O capitão de infantaria comandava uma companhia. A insígnia do seu posto era uma gineta, espontão rematado com borlas na parte superior da haste. Em combate, o capitão podia encarregar o seu pajem do transporte da gineta e armar-se com um pique, um mosquete ou (o que era mais vulgar) combater com espada e rodela. O posto de capitão de infantaria era considerado inferior ao de capitão de cavalos, todavia era um posto de grande consideração na hierarquia militar seiscentista. Sobre a maneira de prover os capitães das companhias, tanto das tropas pagas como das milicianas, esclarece o título 9 do projecto de Ordenanças Militares de 1643:

Para capitães das companhias de infantaria se elegerão alferes reformados e ajudantes, em que uns e outros hajam servido oito anos na guerra com praça assentada debaixo de bandeira, que tenham as partes necessárias para exercitarem com prática e experiência o muito que a cada um deles se oferece e encarrega cada hora que exercitar, e os que forem de mais serviços e aprovados merecimentos nas ocasiões para maiores riscos e empenhos, precederão para serem escolhidos (…).

Porém, como em muitas outras passagens das Ordenanças Militares de 1643, Joane Mendes de Vasconcelos discordou de pormenores do projecto.

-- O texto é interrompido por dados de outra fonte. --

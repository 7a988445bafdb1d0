//! Integration tests for the MongoDB settings repository
//!
//! Runs the singleton upserts against a real MongoDB via testcontainers, so
//! the server checks that `$set` and `$setOnInsert` never name the same path.
//!
//! They need Docker: `cargo test -p domain_settings -- --ignored`.

use domain_settings::models::{DEFAULT_ADDRESS, DEFAULT_HERO_TITLE};
use domain_settings::{
    MongoSettingsRepository, SETTINGS_ID, SettingsRepository, SettingsService, SiteSettings,
    UpdateSettings,
};
use test_utils::TestMongo;

async fn settings_count(mongo: &TestMongo) -> u64 {
    mongo
        .database()
        .collection::<SiteSettings>("settings")
        .count_documents(mongodb::bson::doc! {})
        .await
        .unwrap()
}

#[tokio::test]
#[ignore = "requires Docker"]
async fn test_get_on_empty_store_creates_one_document() {
    let mongo = TestMongo::new().await;
    let service = SettingsService::new(MongoSettingsRepository::new(&mongo.database()));

    let first = service.get_settings().await.unwrap();
    let second = service.get_settings().await.unwrap();

    assert_eq!(first.id, SETTINGS_ID);
    assert_eq!(second, first);
    assert_eq!(first.hero_title, DEFAULT_HERO_TITLE);
    assert_eq!(settings_count(&mongo).await, 1);
}

#[tokio::test]
#[ignore = "requires Docker"]
async fn test_upsert_on_empty_store_fills_defaults() {
    let mongo = TestMongo::new().await;
    let repo = MongoSettingsRepository::new(&mongo.database());

    let settings = repo
        .upsert(UpdateSettings {
            hero_title: Some("Nuevo".to_string()),
            ..Default::default()
        })
        .await
        .unwrap();

    assert_eq!(settings.id, SETTINGS_ID);
    assert_eq!(settings.hero_title, "Nuevo");
    assert_eq!(settings.address, DEFAULT_ADDRESS);
    assert_eq!(settings_count(&mongo).await, 1);
}

#[tokio::test]
#[ignore = "requires Docker"]
async fn test_upsert_every_field_on_empty_store() {
    let mongo = TestMongo::new().await;
    let repo = MongoSettingsRepository::new(&mongo.database());

    let settings = repo
        .upsert(UpdateSettings {
            hero_image_url: Some("https://cdn.example.com/hero.jpg".to_string()),
            whatsapp_number: Some("5550001111".to_string()),
            hero_title: Some("Titulo".to_string()),
            hero_subtitle: Some("Subtitulo".to_string()),
            address: Some("Av. Siempre Viva 742".to_string()),
            email: Some("hola@example.com".to_string()),
        })
        .await
        .unwrap();

    assert_eq!(settings.whatsapp_number, "5550001111");
    assert_eq!(settings.email, "hola@example.com");
}

#[tokio::test]
#[ignore = "requires Docker"]
async fn test_upsert_updates_existing_document_in_place() {
    let mongo = TestMongo::new().await;
    let repo = MongoSettingsRepository::new(&mongo.database());

    repo.insert_defaults().await.unwrap();
    let updated = repo
        .upsert(UpdateSettings {
            address: Some("Av. Siempre Viva 742".to_string()),
            ..Default::default()
        })
        .await
        .unwrap();

    assert_eq!(updated.address, "Av. Siempre Viva 742");
    assert_eq!(updated.hero_title, DEFAULT_HERO_TITLE);
    assert_eq!(repo.find().await.unwrap(), Some(updated));
    assert_eq!(settings_count(&mongo).await, 1);
}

No caso dos capitães de infantaria, a proposta ia contra a prática assente e instituída de facto, pelo que o experiente cabo de guerra contrapôs:

Nos terços fazem vantagem aos alferes reformados e vivos [isto é, no activo] os que são actualmente da companhia do mestre de campo, porque como governam (de ordinário) a melhor companhia deles, têm maior capacidade a este respeito que os outros, escusa consultarem-se a segunda companhia, que vaga em seu tempo, como também nos esquadrões a segunda manga de bocas de fogo do corno direito se lhes entrega firme. [Note-se, na parte final deste comentário, a referência à disposição e comando táctico.]

Também se devem admitir os alferes vivos para capitães de infantaria, toca também ao alferes entrar em capitão quando em ocasião de peleja morre o capitão da companhia, achando-se o tal alferes na mesma ocasião e proceder nela conforme as suas obrigações, e em sua pessoa concorrem as partes e requisitos convenientes.

As observações de Joane Mendes de Vasconcelos foram todas dirigidas à promoção dos alferes ao posto de capitão nas companhias de infantaria, pois que as funções inerentes ao posto eram bastante claras e sabidas, nem sendo sequer focadas no projecto – excepto no que respeitava aos ditames de ordem comportamental e moral que o capitão devia seguir. Mas aí, a resposta de Mendes de Vasconcelos foi clara:

A repreensão dos vícios que contém este capítulo toca a todos os postos, e assim me parece que se devia encomendar em título particular a conta que hão-de ter os conselheiros e os generais e não proporem a Vossa Majestade para os cargos militares pessoas conhecidas perniciosas, com escândalo.

Bibliografia: AIRES, Cristóvão, Historia Organica e Politica do Exercito Português – Provas, vol. IV, Lisboa, Imprensa Nacional, 1908, pgs. 55-56.

Imagem: Nesta foto de uma reconstituição histórica levada a cabo pela English Civil War Society, representando uma força de infantaria do New Model Army de Oliver Cromwell, é visível em primeiro plano, à direita, com gola de aço (protecção para o peito), um capitão carregando a gineta (sem borlas). Repare-se na diferença entre a gineta e as alabardas dos sargentos que marcham na primeira fileira da formação, mais atrás.